C’est une partition en clef de froid polaire. Dehors. Mais au-dedans, la joie incommensurable des visages aimés retrouvés, la paix qui sourd de la cascade gelée et des voix harmonieuses s’élevant dans le chœur des trappistes de laudes à complies. La paix, aussi épaisse que la couche de neige qui s’installe un matin où on ne l’attend pas. Ici, des couleurs vives de carnaval vénitien au bord d’un lac sommeillant sous le froid, et là, le blanc d’un jardin des merveilles au soleil couchant.
A l’abbaye, une porte lourde qui se referme sur le parloir du bonheur, l’oreille tendue de saint Benoît qui goûte les notes de l’échange chaleureux, les mots de la sérénité et de la joie de croire, l’essentiel compressé en un condensé de minutes si rares et si précieuses. D’autres années, je lui ai confié mes tensions et mes impatiences, cette fois nos sourires se répondent dans mon enthousiasme retrouvé et sa vieillesse qui avance sans avoir raison de sa transparence. Je remarque l’ongle de son majeur, un peu blessé, comme le mien, à la même main. Nous aurons donc un point commun de plus, s’il en fallait encore un. C’est si doux de le retrouver, qu’il soit encore là, toujours là, dans son vœu de fidélité et de stabilité. Stable et fidèle amitié, si riche et si complice ! J’aime ses formules, modelées au goût de la lectio divina, et sa présence soudain dans la cuisine de l’hôtellerie le matin de mon départ : “La voilà, celle que je cherche pour lui dire au revoir !” Partir le cœur en fête, parce que cette si courte retraite a donné davantage qu’escompté, silence empli de prière fervente et route qui étincelle d’évidence vers un avenir confiant.

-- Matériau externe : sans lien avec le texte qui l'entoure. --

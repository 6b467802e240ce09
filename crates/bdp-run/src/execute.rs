//! Per-kind dispatch and the sequential run loop

use crate::error::{MaterializeError, MaterializeResult};
use crate::script::{build_env_vars, run_script};
use crate::transform::{TransformContext, TransformRegistry};
use bdp_core::{Asset, AssetKind, AssetName, CoreError, FrameError};
use bdp_db::{Database, DbError};
use chrono::{DateTime, Utc};
use serde::Serialize;
use std::collections::BTreeMap;
use std::fmt;
use std::time::Instant;

/// Interpreter used for script assets when none is configured
pub const DEFAULT_INTERPRETER: &str = "bash";

/// Outcome of one asset
#[derive(Debug, Clone, Copy, PartialEq, Eq, Serialize)]
#[serde(rename_all = "lowercase")]
pub enum RunStatus {
    Success,
    Error,
}

impl fmt::Display for RunStatus {
    fn fmt(&self, f: &mut fmt::Formatter<'_>) -> fmt::Result {
        match self {
            RunStatus::Success => write!(f, "success"),
            RunStatus::Error => write!(f, "error"),
        }
    }
}

/// Run result for a single asset
#[derive(Debug, Clone, Serialize)]
pub struct AssetRunResult {
    pub asset: String,
    pub kind: AssetKind,
    pub status: RunStatus,
    pub duration_secs: f64,
    pub error: Option<String>,
}

/// Results of a whole run
#[derive(Debug, Clone, Serialize)]
pub struct RunResults {
    pub timestamp: DateTime<Utc>,
    pub elapsed_secs: f64,
    pub success_count: usize,
    pub failure_count: usize,
    pub results: Vec<AssetRunResult>,
}

/// Results plus the error that stopped the run, if any
#[derive(Debug)]
pub struct RunOutcome {
    pub results: RunResults,
    pub failure: Option<MaterializeError>,
}

impl RunOutcome {
    /// The results when every asset succeeded, the stopping error otherwise
    pub fn into_result(self) -> MaterializeResult<RunResults> {
        match self.failure {
            Some(err) => Err(err),
            None => Ok(self.results),
        }
    }
}

/// Executes assets against one database
pub struct Materializer<'a> {
    db: &'a dyn Database,
    transforms: &'a TransformRegistry,
    interpreter: String,
}

impl<'a> Materializer<'a> {
    pub fn new(db: &'a dyn Database, transforms: &'a TransformRegistry) -> Self {
        Self {
            db,
            transforms,
            interpreter: DEFAULT_INTERPRETER.to_string(),
        }
    }

    /// Program used to run script assets
    pub fn with_interpreter(mut self, interpreter: impl Into<String>) -> Self {
        self.interpreter = interpreter.into();
        self
    }

    /// Materialize `order` one asset at a time, stopping at the first failure.
    ///
    /// `on_result` sees each result as soon as its asset finishes.
    pub fn run(
        &self,
        assets: &BTreeMap<AssetName, Asset>,
        order: &[AssetName],
        mut on_result: impl FnMut(&AssetRunResult),
    ) -> RunOutcome {
        let start = Instant::now();
        let mut results = Vec::with_capacity(order.len());
        let mut failure = None;

        for name in order {
            let Some(asset) = assets.get(name) else {
                log::warn!("Stopping run: {} is not a discovered asset", name);
                failure = Some(MaterializeError::Core(CoreError::UnknownAssets {
                    names: vec![name.to_string()],
                }));
                break;
            };
            let asset_start = Instant::now();
            log::info!("Materializing {} [{}]", name, asset.kind);
            let outcome = self.materialize(asset);
            let duration_secs = asset_start.elapsed().as_secs_f64();

            let result = AssetRunResult {
                asset: name.to_string(),
                kind: asset.kind,
                status: if outcome.is_ok() {
                    RunStatus::Success
                } else {
                    RunStatus::Error
                },
                duration_secs,
                error: outcome.as_ref().err().map(ToString::to_string),
            };
            on_result(&result);
            results.push(result);

            if let Err(err) = outcome {
                log::warn!("Stopping run: {} failed", name);
                failure = Some(err);
                break;
            }
            log::debug!("Finished {} in {:.3}s", name, duration_secs);
        }

        let success_count = results
            .iter()
            .filter(|r| r.status == RunStatus::Success)
            .count();
        let failure_count = results.len() - success_count;
        RunOutcome {
            results: RunResults {
                timestamp: Utc::now(),
                elapsed_secs: start.elapsed().as_secs_f64(),
                success_count,
                failure_count,
                results,
            },
            failure,
        }
    }

    /// Materialize one asset according to its kind
    pub fn materialize(&self, asset: &Asset) -> MaterializeResult<()> {
        match asset.kind {
            AssetKind::Query => self.run_query(asset),
            AssetKind::Transform => self.run_transform(asset),
            AssetKind::Script => self.run_script(asset),
        }
    }

    fn run_query(&self, asset: &Asset) -> MaterializeResult<()> {
        let sql = asset.body().trim().trim_end_matches(';').trim_end();
        if sql.is_empty() {
            return Err(MaterializeError::EmptyQuery {
                asset: asset.name.to_string(),
                path: asset.path.display().to_string(),
            });
        }
        self.db
            .create_schema_if_not_exists(asset.schema())
            .and_then(|()| {
                self.db
                    .replace_table_as(asset.schema(), asset.table(), sql)
            })
            .map_err(|e| db_error(asset, e))
    }

    fn run_transform(&self, asset: &Asset) -> MaterializeResult<()> {
        let func = self.transforms.get(asset.name.as_str()).ok_or_else(|| {
            MaterializeError::MissingTransform {
                asset: asset.name.to_string(),
                path: asset.path.display().to_string(),
                table: asset.table().to_string(),
            }
        })?;

        let ctx = TransformContext::new(self.db, &asset.name);
        let frame = func(&ctx).map_err(|err| match err.downcast::<FrameError>() {
            Ok(frame_err) => MaterializeError::InvalidFrame {
                asset: asset.name.to_string(),
                path: asset.path.display().to_string(),
                source: *frame_err,
            },
            Err(err) => MaterializeError::TransformFailed {
                asset: asset.name.to_string(),
                path: asset.path.display().to_string(),
                message: err.to_string(),
            },
        })?;

        self.db
            .create_schema_if_not_exists(asset.schema())
            .and_then(|()| self.db.write_frame(asset.schema(), asset.table(), &frame))
            .map_err(|e| db_error(asset, e))
    }

    fn run_script(&self, asset: &Asset) -> MaterializeResult<()> {
        self.db
            .create_schema_if_not_exists(asset.schema())
            .map_err(|e| db_error(asset, e))?;

        let env = build_env_vars(asset, self.db.location());
        let output = run_script(&self.interpreter, &asset.path, &env).map_err(|e| {
            MaterializeError::ScriptSpawn {
                path: asset.path.display().to_string(),
                interpreter: self.interpreter.clone(),
                source: e,
            }
        })?;
        log::debug!(
            "Script {} exited with {}",
            asset.path.display(),
            output.exit_code
        );
        if !output.stdout.is_empty() {
            log::debug!("{} stdout:\n{}", asset.name, output.stdout.trim_end());
        }
        if !output.success {
            return Err(MaterializeError::ScriptFailed {
                asset: asset.name.to_string(),
                path: asset.path.display().to_string(),
                exit_code: output.exit_code,
                stderr: output.stderr,
            });
        }

        let exists = self
            .db
            .table_exists(asset.schema(), asset.table())
            .map_err(|e| db_error(asset, e))?;
        if !exists {
            return Err(MaterializeError::TableNotCreated {
                path: asset.path.display().to_string(),
                table: asset.name.to_string(),
            });
        }
        Ok(())
    }
}

fn db_error(asset: &Asset, source: DbError) -> MaterializeError {
    MaterializeError::Database {
        asset: asset.name.to_string(),
        path: asset.path.display().to_string(),
        source,
    }
}

#[cfg(test)]
#[path = "execute_test.rs"]
mod tests;
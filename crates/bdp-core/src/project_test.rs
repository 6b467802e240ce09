use super::*;
use std::fs;
use tempfile::TempDir;

fn write(dir: &Path, rel: &str, content: &str) {
    let path = dir.join(rel);
    fs::create_dir_all(path.parent().unwrap()).unwrap();
    fs::write(path, content).unwrap();
}

fn chain_project() -> TempDir {
    let dir = TempDir::new().unwrap();
    write(
        dir.path(),
        "datasets/raw/a.sql",
        "-- dataset.name = a\n-- dataset.schema = raw\nSELECT 1 AS x\n",
    );
    write(
        dir.path(),
        "datasets/raw/b.rs",
        "// dataset.name = b\n// dataset.schema = raw\n// dataset.depends = raw.a\npub fn b() {}\n",
    );
    write(
        dir.path(),
        "datasets/raw/c.sh",
        "#!/usr/bin/env bash\n# dataset.name = c\n# dataset.schema = raw\n# dataset.depends = raw.b\necho hi\n",
    );
    dir
}

fn order(plan: &Plan) -> Vec<&str> {
    plan.order.iter().map(AssetName::as_str).collect()
}

#[test]
fn test_load_discovers_assets() {
    let dir = chain_project();
    let project = Project::load(dir.path()).unwrap();
    assert_eq!(project.assets.len(), 3);
    assert_eq!(project.root, dir.path());
    let b = project.assets.get("raw.b").unwrap();
    assert_eq!(project.relative_path(b), Path::new("raw/b.rs"));
}

#[test]
fn test_load_walks_up_to_root() {
    let dir = chain_project();
    let nested = dir.path().join("datasets").join("raw");
    let project = Project::load(&nested).unwrap();
    assert_eq!(project.root, dir.path());
}

#[test]
fn test_load_uses_configured_datasets_path() {
    let dir = TempDir::new().unwrap();
    write(dir.path(), "bdp.yml", "datasets_path: assets\n");
    write(
        dir.path(),
        "assets/s/t.sql",
        "-- dataset.name = t\n-- dataset.schema = s\nSELECT 1\n",
    );
    let project = Project::load(dir.path()).unwrap();
    assert!(project.assets.get("s.t").is_some());
}

#[test]
fn test_load_without_datasets_fails() {
    let dir = TempDir::new().unwrap();
    write(dir.path(), "bdp.yml", "datasets_path: nowhere\n");
    let err = Project::load(dir.path()).unwrap_err();
    assert!(matches!(err, CoreError::DatasetsNotFound { .. }));
}

#[test]
fn test_plan_selection_closure_orders_chain() {
    let dir = chain_project();
    let project = Project::load(dir.path()).unwrap();

    let plan = project
        .plan(&Selection::Names(vec!["raw.c".to_string()]))
        .unwrap();
    assert_eq!(order(&plan), vec!["raw.a", "raw.b", "raw.c"]);

    let plan = project.plan(&Selection::All).unwrap();
    assert_eq!(order(&plan), vec!["raw.a", "raw.b", "raw.c"]);
}

#[test]
fn test_plan_partial_selection() {
    let dir = chain_project();
    let project = Project::load(dir.path()).unwrap();
    let plan = project
        .plan(&Selection::Names(vec!["raw.a".to_string()]))
        .unwrap();
    assert_eq!(order(&plan), vec!["raw.a"]);
    assert_eq!(plan.dependencies.len(), 3);
}

#[test]
fn test_plan_rejects_unknown_dependency_outside_selection() {
    let dir = chain_project();
    write(
        dir.path(),
        "datasets/raw/d.sql",
        "-- dataset.name = d\n-- dataset.schema = raw\n-- dataset.depends = raw.ghost\nSELECT 1\n",
    );
    let project = Project::load(dir.path()).unwrap();
    let err = project
        .plan(&Selection::Names(vec!["raw.a".to_string()]))
        .unwrap_err();
    match err {
        CoreError::UnknownDependency {
            asset, dependency, ..
        } => {
            assert_eq!(asset, "raw.d");
            assert_eq!(dependency, "raw.ghost");
        }
        other => panic!("unexpected error: {other}"),
    }
}

#[test]
fn test_database_path_defaults_under_root() {
    let dir = chain_project();
    let project = Project::load(dir.path()).unwrap();
    assert_eq!(
        project.database_path(),
        dir.path().join("bdp.duckdb").display().to_string()
    );
}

Non, je ne rentre pas tout de suite, il y a encore des beautés à voir dans le brouhaha d’une ville. Monter maintes marches à la recherche de la cathédrale, goûter chaque vitrail, trouver qu’il fait chaud dans les églises et les temples tandis qu’il fait si froid dehors. Garder toute sa paix intérieure au milieu des multiples visages croisés dans les transports en commun, avoir rêvé d’un thé au bord d’un lac azur et retrouver les quais ensevelis sous la neige, les canards tremblants dans l’eau glacée, saluer en riant une dame qui fait du ski de fond là où les tulipes devraient déjà égayer les promenades. Le temps d’un déjeuner, revoir une amie très aimée et nous raconter à la hâte toutes les années passées depuis notre dernière rencontre. Aller s’étourdir de beauté à une sublime exposition d’art, là un Sisley, ici un Degas, et encore un Manet et un Picasso… Mon appareil photo n’en peut plus de tant de splendeur en pastels.
Tandis que je dégage une épaisse couche de neige de ma voiture immobile depuis deux jours, je songe à la richesse de cette semaine de plénitude, carême offert par la main généreuse de Celui qui pourra le printemps après un long hiver de torrent courant sous la glace.